Skip to main content
PerQATypeMetric slices scores by the qa_type key in each EvalRow’s metadata and computes the mean score per type. It is designed for memory system evaluations where examples have QA types such as single_hop, multi_hop, temporal, open_domain, and adversarial.
from context_bench.metrics import PerQATypeMetric

Constructor parameters

score_field
string
default:"f1"
Name of the score key to aggregate per QA type. Must match a key emitted by an evaluator.

Return value

compute() returns a dict[str, float] with:
{score_field}_{qa_type}
float
Mean score for each QA type present in the rows.
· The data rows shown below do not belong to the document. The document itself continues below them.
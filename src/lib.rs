//! Fleet telemetry map backend.
//!
//! The pure pipeline turns raw device readings into map-ready data:
//! - [`resolver`] resolves overlapping payload keys into one measurement set
//! - [`normalize`] attaches that set to a canonical record
//! - [`select`] filters by sensor and calendar date and orders by time
//! - [`sampler`] decimates the result into markers and per-sensor paths
//! - [`directory`] maps sensor ids to display names and colors
//!
//! Around it, [`ingest`] loads the source documents and [`routes`] serves
//! the results over HTTP. This crate follows the Explicit Module Boundary
//! Pattern (EMBP): modules talk to each other only through the re-exports
//! below.

pub mod config;
pub mod directory;
pub mod filter;
pub mod ingest;
pub mod models;
pub mod resolver;
pub mod routes;
pub mod sampler;

pub use config::Config;
pub use directory::SensorDirectory;
pub use filter::{select, FilterCriteria};
pub use ingest::{load_dataset, Dataset};
pub use models::{
    normalize, CanonicalRecord, Measurements, NormalizedRecord, PathSegment, RawPayload,
    SensorSummary,
};
pub use sampler::{map_layers, sample_markers, sample_paths, MapLayers};
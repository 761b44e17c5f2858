//! Document loader for the two telemetry documents and the sensor directory.
//!
//! Sources are http(s) URLs fetched with `reqwest`, or local file paths.
//! Everything loaded here is immutable afterwards and shared by the routes
//! through [`Dataset`].

use std::borrow::Cow;
use std::sync::OnceLock;
use std::time::Duration;

use anyhow::{bail, Context, Result};
use regex::Regex;
use tracing::{debug, info, warn};

use crate::directory::SensorDirectory;
use crate::models::{CanonicalRecord, SensorSummary};
use crate::Config;

// ---

/// In-memory snapshot served by the API.
#[derive(Debug, Clone)]
pub struct Dataset {
    pub summary: SensorSummary,
    pub readings: Vec<CanonicalRecord>,
    pub directory: SensorDirectory,
}

impl Dataset {
    // ---
    pub fn new(summary: SensorSummary, readings: Vec<CanonicalRecord>, directory: SensorDirectory) -> Self {
        Self { summary, readings, directory }
    }

    pub fn find(&self, id: &str) -> Option<&CanonicalRecord> {
        self.readings.iter().find(|r| r.id == id)
    }

    /// Log mismatches between the summary, the readings and the directory.
    ///
    /// Returns the number of warnings emitted.
    pub fn check_consistency(&self) -> usize {
        // ---
        let mut warnings = 0;

        if self.summary.total_readings != self.readings.len() as u64 {
            warn!(
                "Summary reports {} readings but {} were loaded",
                self.summary.total_readings,
                self.readings.len()
            );
            warnings += 1;
        }

        for sensor_id in &self.summary.unique_sensor_ids {
            if !self.directory.contains(sensor_id) {
                warn!("Sensor {} is not in the sensor directory, showing raw id", sensor_id);
                warnings += 1;
            }
        }

        warnings
    }
}

/// Load summary, readings and directory in that order.
pub async fn load_dataset(config: &Config) -> Result<Dataset> {
    // ---
    let client = reqwest::Client::builder()
        .timeout(Duration::from_secs(u64::from(config.fetch_timeout_secs)))
        .build()
        .context("Failed to build HTTP client")?;

    info!("Loading summary from {}", config.summary_source);
    let summary_text = load_source(&client, &config.summary_source).await?;
    let summary = parse_summary(&summary_text)
        .with_context(|| format!("Invalid summary document from {}", config.summary_source))?;

    info!("Loading sensor readings from {}", config.readings_source);
    let readings_text = load_source(&client, &config.readings_source).await?;
    debug!("Readings document is {} bytes", readings_text.len());
    let readings = parse_readings(&readings_text)
        .with_context(|| format!("Invalid readings document from {}", config.readings_source))?;

    let directory = match &config.sensor_directory_path {
        Some(path) => {
            let text = tokio::fs::read_to_string(path)
                .await
                .with_context(|| format!("Failed to read sensor directory {}", path))?;
            SensorDirectory::from_json(&text)
                .with_context(|| format!("Invalid sensor directory {}", path))?
        }
        None => SensorDirectory::default(),
    };

    info!(
        "Loaded {} readings for {} sensors ({} in directory)",
        readings.len(),
        summary.unique_sensor_ids.len(),
        directory.len()
    );

    let dataset = Dataset::new(summary, readings, directory);
    dataset.check_consistency();
    Ok(dataset)
}

fn is_remote(source: &str) -> bool {
    source.starts_with("http://") || source.starts_with("https://")
}

/// Fetch a document body from a URL, or read it from disk.
pub async fn load_source(client: &reqwest::Client, source: &str) -> Result<String> {
    // ---
    if !is_remote(source) {
        return tokio::fs::read_to_string(source)
            .await
            .with_context(|| format!("Failed to read {}", source));
    }

    let response = client
        .get(source)
        .header(reqwest::header::ACCEPT, "application/json")
        .send()
        .await
        .with_context(|| format!("Failed to fetch {}", source))?;

    let status = response.status();
    if !status.is_success() {
        bail!("Failed to fetch {}: {}", source, status);
    }

    if let Some(content_type) = response.headers().get(reqwest::header::CONTENT_TYPE) {
        let content_type = content_type.to_str().unwrap_or_default();
        if !content_type.contains("application/json") {
            warn!("Unexpected content type from {}: {}", source, content_type);
        }
    }

    response
        .text()
        .await
        .with_context(|| format!("Failed to read body of {}", source))
}

pub fn parse_summary(text: &str) -> Result<SensorSummary> {
    Ok(serde_json::from_str(text)?)
}

/// Parse the readings document, repairing the known export artefact first.
pub fn parse_readings(text: &str) -> Result<Vec<CanonicalRecord>> {
    // ---
    let cleaned = clean_export_artifacts(text);
    if let Cow::Owned(_) = cleaned {
        warn!("Found \",git\" export artefact in readings document, cleaned");
    }

    let value: serde_json::Value = serde_json::from_str(&cleaned).context("Malformed JSON")?;
    if !value.is_array() {
        bail!("Sensor readings data is not in the expected format (expected array)");
    }

    Ok(serde_json::from_value(value)?)
}

/// Replace every `,git` followed by optional whitespace and a newline with `,\n`.
pub fn clean_export_artifacts(text: &str) -> Cow<'_, str> {
    // ---
    static ARTIFACT: OnceLock<Regex> = OnceLock::new();
    let pattern = ARTIFACT.get_or_init(|| Regex::new(r",git\s*\n").expect("static pattern"));
    pattern.replace_all(text, ",\n")
}
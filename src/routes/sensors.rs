//! Reference-data endpoints: the summary passthrough, the sensor list with
//! display names and counts, and the initial filter state.

use axum::{extract::State, routing::get, Json, Router};
use chrono::NaiveDate;
use serde::Serialize;
use tracing::info;

use super::AppState;
use crate::SensorSummary;

// ---

pub fn router() -> Router<AppState> {
    // ---
    Router::new()
        .route("/summary", get(summary))
        .route("/sensors", get(sensors))
        .route("/filters/default", get(default_filters))
}

async fn summary(State((dataset, _)): State<AppState>) -> Json<SensorSummary> {
    info!("GET /summary");
    Json(dataset.summary.clone())
}

#[derive(Debug, Serialize)]
#[serde(rename_all = "camelCase")]
struct SensorEntry {
    id: String,
    name: String,
    color: String,
    reading_count: u64,
}

async fn sensors(State((dataset, _)): State<AppState>) -> Json<Vec<SensorEntry>> {
    // ---
    info!("GET /sensors");

    let entries = dataset
        .summary
        .unique_sensor_ids
        .iter()
        .map(|id| SensorEntry {
            id: id.clone(),
            name: dataset.directory.name_of(id).to_string(),
            color: dataset.directory.color_of(id).to_string(),
            reading_count: dataset.summary.reading_count(id),
        })
        .collect();

    Json(entries)
}

/// Filter state an operator starts from: every sensor, the full date range,
/// paths hidden.
#[derive(Debug, Serialize)]
#[serde(rename_all = "camelCase")]
struct DefaultFilters {
    sensor_ids: Vec<String>,
    start_date: Option<NaiveDate>,
    end_date: Option<NaiveDate>,
    show_paths: bool,
}

async fn default_filters(State((dataset, config)): State<AppState>) -> Json<DefaultFilters> {
    // ---
    info!("GET /filters/default");

    let window = dataset.summary.date_window(&config.viewer_offset);

    Json(DefaultFilters {
        sensor_ids: dataset.summary.unique_sensor_ids.clone(),
        start_date: window.map(|(start, _)| start),
        end_date: window.map(|(_, end)| end),
        show_paths: false,
    })
}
For example, with score_field="f1" and QA types temporal and multi_hop, the returned dict contains f1_temporal and f1_multi_hop.
{score_field}_mean
float
Overall mean score across all QA types.

Usage

from context_bench import evaluate_memory
from context_bench.evaluators import AnswerQuality, MemoryJudge
from context_bench.metrics import PerQATypeMetric

result = evaluate_memory(
    systems=[my_memory_system],
    dataset=locomo_data,
    evaluators=[AnswerQuality(), MemoryJudge(base_url="http://localhost:8080")],
    metrics=[PerQATypeMetric(score_field="f1")],
)

summary = result.summary["my-memory-system"]
print(summary["f1_temporal"])    # mean F1 on temporal questions
print(summary["f1_multi_hop"])   # mean F1 on multi-hop questions
print(summary["f1_mean"])        # overall mean F1

When it is enabled

PerQATypeMetric is automatically used by the context-bench memory CLI subcommand. It reads row.metadata["qa_type"] which is populated by evaluate_memory() from the dataset’s QA pair type field.
Rows where qa_type is absent in metadata are grouped under the key "unknown".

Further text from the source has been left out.